Porque hubo vacaciones de los acapulqueños en Acapulco. En fin de año, sitios muy locales fueron lugar de reencuentro con la cocina local. Otros más, claro, prefirieron lugares más aislados, como las playas Bonfil o Barra Vieja –especialidades de guachinango a la talla–, y huyeron de los restaurantes de Puerto Marqués, que tan mala fama han ganado, aun entre los paisanos del puerto.

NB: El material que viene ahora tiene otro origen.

// 该文件是 Subwindow （子窗口搜索） 项目的一部分。
// src/task.rs - 批处理任务
//
// 本文件根据 Apache 许可证第 2.0 版（以下简称“许可证”）授权使用；
// 除非遵守该许可证条款，否则您不得使用本文件。
// 您可通过以下网址获取许可证副本：
// http://www.apache.org/licenses/LICENSE-2.0
// 除非适用法律要求或书面同意，根据本许可协议分发的软件均按“原样”提供，
// 不附带任何形式的明示或暗示的保证或条件。
// 有关许可权限与限制的具体条款，请参阅本许可协议。
//
// Copyright (C) 2026 Johann Li <me@qinka.pro>, Wareless Group

use std::{
  io::{BufReader, Write},
  path::Path,
  sync::{
    Arc,
    atomic::{AtomicBool, Ordering},
  },
  time::Instant,
};

use serde_json::json;
use tracing::{info, warn};

use crate::{
  config::ModelConfig,
  dataset::Example,
  feature::score,
  geometry::BBox,
  image::PointCloud,
  inference::InferenceAdapter,
  loss::loss,
  oracle::InferenceOracle,
  output::Render,
  seed::seed_constraints,
};

pub trait Task<I, M, O>: Sized {
  type Error;
  fn run_task(self, input: I, model: M, output: O) -> Result<(), Self::Error>;
}

/// 从 JSON 数组读取权重向量
pub fn read_weights(path: &Path) -> anyhow::Result<Vec<f64>> {
  let file = std::fs::File::open(path)?;
  let weights: Vec<f64> = serde_json::from_reader(BufReader::new(file))?;
  info!("读取权重 {}: {} 维", path.display(), weights.len());
  Ok(weights)
}

/// 测试阶段：对每个样本求得分最高的框并输出
pub struct ClassifyTask<'w> {
  weights: &'w [f64],
}

impl<'w> ClassifyTask<'w> {
  pub fn new(weights: &'w [f64]) -> Self {
    Self { weights }
  }
}

impl<'w, 'a, Or, R> Task<&[Example], &InferenceAdapter<'a, Or>, &R> for ClassifyTask<'w>
where
  Or: InferenceOracle,
  R: Render<PointCloud, BBox>,
  R::Error: std::error::Error + Send + Sync + 'static,
{
  type Error = anyhow::Error;

  fn run_task(
    self,
    input: &[Example],
    model: &InferenceAdapter<'a, Or>,
    output: &R,
  ) -> Result<(), Self::Error> {
    info!("开始分类 {} 个样本...", input.len());
    let now = Instant::now();
    for (index, example) in input.iter().enumerate() {
      let bbox = model.classify(&example.image, self.weights)?;
      info!(
        "({}) 图像 {}: {}",
        index,
        example.image.id().unwrap_or("<unnamed>"),
        bbox
      );
      output.render_result(&example.image, &bbox)?;
    }
    output.finish()?;
    info!("分类完成，耗时: {:.2?}", now.elapsed());
    Ok(())
  }
}

/// 输出初始约束，每条一行 JSON
#[derive(Debug, Default)]
pub struct SeedTask;

impl<W: Write> Task<&[Example], &ModelConfig, W> for SeedTask {
  type Error = anyhow::Error;

  fn run_task(self, input: &[Example], model: &ModelConfig, mut output: W) -> Result<(), Self::Error> {
    let constraints = seed_constraints(input, model)?;
    for c in &constraints {
      let features: Vec<_> = c.features.iter().map(|(i, v)| json!([i, v])).collect();
      let line = json!({
        "slack_id": c.slack_id,
        "rhs": c.rhs,
        "cost_factor": c.cost_factor,
        "dim": c.features.dim(),
        "features": features,
      });
      writeln!(output, "{}", line)?;
    }
    output.flush()?;
    Ok(())
  }
}

/// 对训练样本求最违反约束的框，每个样本一行 JSON
///
/// 按块并行搜索，块之间检查 Ctrl-C，收到中断后输出已完成的部分并退出。
pub struct ViolationTask<'w> {
  weights: &'w [f64],
  chunk_size: usize,
  interruptible: bool,
}

impl<'w> ViolationTask<'w> {
  pub fn new(weights: &'w [f64]) -> Self {
    Self {
      weights,
      chunk_size: 64,
      interruptible: false,
    }
  }

  pub fn with_chunk_size(mut self, chunk_size: usize) -> Self {
    self.chunk_size = chunk_size.max(1);
    self
  }

  /// 安装 Ctrl-C 处理器；每个进程只能安装一次
  pub fn interruptible(mut self, interruptible: bool) -> Self {
    self.interruptible = interruptible;
    self
  }
}

impl<'w, 'a, Or, W> Task<&[Example], &InferenceAdapter<'a, Or>, W> for ViolationTask<'w>
where
  Or: InferenceOracle + Sync,
  W: Write,
{
  type Error = anyhow::Error;

  fn run_task(
    self,
    input: &[Example],
    model: &InferenceAdapter<'a, Or>,
    mut output: W,
  ) -> Result<(), Self::Error> {
    let stop = Arc::new(AtomicBool::new(false));
    if self.interruptible {
      let flag = Arc::clone(&stop);
      ctrlc::set_handler(move || {
        info!("收到中断信号，当前块完成后退出...");
        flag.store(true, Ordering::SeqCst);
      })?;
    }

    let config = model.config();
    let mut total_loss = 0.0;
    let mut done = 0usize;

    for chunk in input.chunks(self.chunk_size) {
      if stop.load(Ordering::SeqCst) {
        warn!("中断信号接收，已处理 {} / {} 个样本", done, input.len());
        break;
      }

      let now = Instant::now();
      let results = model.find_most_violated_batch(chunk, self.weights);
      for (example, result) in chunk.iter().zip(results) {
        let bbox = result?;
        let delta = loss(&example.label, &bbox, config.loss());
        let w_psi = score(&example.image, &bbox, self.weights, config)?;
        total_loss += delta;
        let line = json!({
          "id": example.image.id(),
          "box": [bbox.left, bbox.top, bbox.right, bbox.bottom],
          "score": bbox.score,
          "loss": delta,
          "w_psi": w_psi,
        });
        writeln!(output, "{}", line)?;
      }
      done += chunk.len();
      info!("已处理 {} / {} 个样本，本块耗时: {:.2?}", done, input.len(), now.elapsed());
    }

    output.flush()?;
    if done > 0 {
      info!("平均损失: {:.4}", total_loss / done as f64);
    }
    Ok(())
  }
}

Como atendiendo el exhorto de Visite México Primero, o su propio puerto, y del ‘para qué salir al norte o al centro del país, donde el clima está por los suelos’, o sea entre cero y diez grados –y sin ninguna encuesta que avale esta conclusión–, en Acapulco durante estos días ganó el turismo interno. De los restaurantes de La Noria como La Flama, La Cabaña o Las Gaviotas, a los del Zócalo, como el Bar Chico o el de Pancho. O bien, otros de mita’ y mita’ (de turistas y locales), como Pipos o El Amigo Miguel, que también tienen sucursales en la Costera.

Y no porque estén en el Centro, en calles donde falla el drenaje y donde el restaurante convive en un paisaje de tlapalerías y puestos de tacos callejeros, como en La Noria, el menjurje demerita en su precio. Un bien comer aquí –el caldo, el pescado y la botana– se lleva por cabeza de cien a doscientos pesos. Eso, sin contar con que el comensal es además de buen libar, porque en todo caso la cuenta pesará un poco más. Ahí en los restaurantes de La Noria –conocidos cariñosamente como Los Pescaditos, por el gremio periodístico– se encuentran también langostas a precio regular y con la particularidad de que uno, en la barra de pescados, puede escoger la pieza candidata a ser freída.

Escribía el escritor Jorge Ibargüengoitia en un libro como de viajeros, ¿Olvida usted su equipaje?, que en Francia, un lugar caro para comer, para encontrar un lugar barato se puso a averiguar dónde comían los franceses. Aunque no hay ninguna comparación entre comer en Francia o hacerlo en Acapulco, lo que sí ganaría el turista que preguntara más de tres veces a algún porteño calado –note que lleve pancita chelera y que ande en el Zócalo apurado camino al trabajo en un banco o periódico– es sobre el lugar en donde le pasó eso de la pancita. Seguramente será una buena guía para iniciar sus vacaciones en Acapulco y, de paso, invitarse a los lugares que frecuenta esa logia de comensales de estómago de hierro, sobrevivientes a decenas de platos de mariscos preparados por cocineras o pecadores que lo mismo levantan el ostión que el billete, lavados estos bivalvos en cubetas con agua que nunca se recicla. Algún misterio habrá en eso.